• WHAT YOU SHOULD DO
Where a line in the records below includes "BreatheIn", pull that line out.

• WORKING DATA
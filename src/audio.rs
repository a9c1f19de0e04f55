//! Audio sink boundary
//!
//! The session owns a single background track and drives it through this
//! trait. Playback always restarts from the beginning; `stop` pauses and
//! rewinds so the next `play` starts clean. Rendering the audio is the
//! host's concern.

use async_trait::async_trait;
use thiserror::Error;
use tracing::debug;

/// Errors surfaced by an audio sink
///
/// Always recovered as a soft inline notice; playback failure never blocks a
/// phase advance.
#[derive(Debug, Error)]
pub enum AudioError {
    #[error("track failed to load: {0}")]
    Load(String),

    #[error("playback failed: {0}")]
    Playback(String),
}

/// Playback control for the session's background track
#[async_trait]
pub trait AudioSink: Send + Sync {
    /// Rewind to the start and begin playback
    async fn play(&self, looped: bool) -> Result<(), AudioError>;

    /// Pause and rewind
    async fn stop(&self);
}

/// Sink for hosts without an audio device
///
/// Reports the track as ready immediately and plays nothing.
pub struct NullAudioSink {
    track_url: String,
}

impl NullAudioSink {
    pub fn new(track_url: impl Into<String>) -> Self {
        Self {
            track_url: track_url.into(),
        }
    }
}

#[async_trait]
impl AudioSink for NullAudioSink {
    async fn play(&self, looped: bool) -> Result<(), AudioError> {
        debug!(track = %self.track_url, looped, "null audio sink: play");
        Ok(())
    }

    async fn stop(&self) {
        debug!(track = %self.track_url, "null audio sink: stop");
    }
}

...

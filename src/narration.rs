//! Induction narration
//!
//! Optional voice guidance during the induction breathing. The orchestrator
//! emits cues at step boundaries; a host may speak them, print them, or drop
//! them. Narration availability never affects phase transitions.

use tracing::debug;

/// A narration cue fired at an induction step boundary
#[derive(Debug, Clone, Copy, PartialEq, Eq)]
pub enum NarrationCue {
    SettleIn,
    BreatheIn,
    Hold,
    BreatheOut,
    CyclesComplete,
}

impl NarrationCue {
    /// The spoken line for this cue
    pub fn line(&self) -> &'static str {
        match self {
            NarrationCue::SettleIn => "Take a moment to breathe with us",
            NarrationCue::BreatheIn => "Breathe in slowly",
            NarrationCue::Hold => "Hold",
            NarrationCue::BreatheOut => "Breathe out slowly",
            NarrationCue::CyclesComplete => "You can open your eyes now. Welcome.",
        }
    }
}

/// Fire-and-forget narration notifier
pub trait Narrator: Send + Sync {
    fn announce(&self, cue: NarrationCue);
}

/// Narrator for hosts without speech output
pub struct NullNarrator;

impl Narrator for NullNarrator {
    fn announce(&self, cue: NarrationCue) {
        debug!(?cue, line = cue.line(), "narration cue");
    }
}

---

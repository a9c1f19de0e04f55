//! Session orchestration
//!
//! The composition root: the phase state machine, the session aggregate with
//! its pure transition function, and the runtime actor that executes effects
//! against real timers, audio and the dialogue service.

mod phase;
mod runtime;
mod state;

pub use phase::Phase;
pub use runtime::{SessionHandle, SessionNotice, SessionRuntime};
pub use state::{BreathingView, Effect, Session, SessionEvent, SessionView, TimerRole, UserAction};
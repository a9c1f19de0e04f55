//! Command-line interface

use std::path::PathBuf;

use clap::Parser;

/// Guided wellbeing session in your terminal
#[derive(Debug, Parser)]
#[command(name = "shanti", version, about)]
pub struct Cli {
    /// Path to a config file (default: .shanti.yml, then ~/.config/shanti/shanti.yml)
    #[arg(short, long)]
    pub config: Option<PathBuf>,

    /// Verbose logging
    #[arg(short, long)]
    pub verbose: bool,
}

• EXERCISE ANSWER
    BreatheIn,
            NarrationCue::BreatheIn => "Breathe in slowly",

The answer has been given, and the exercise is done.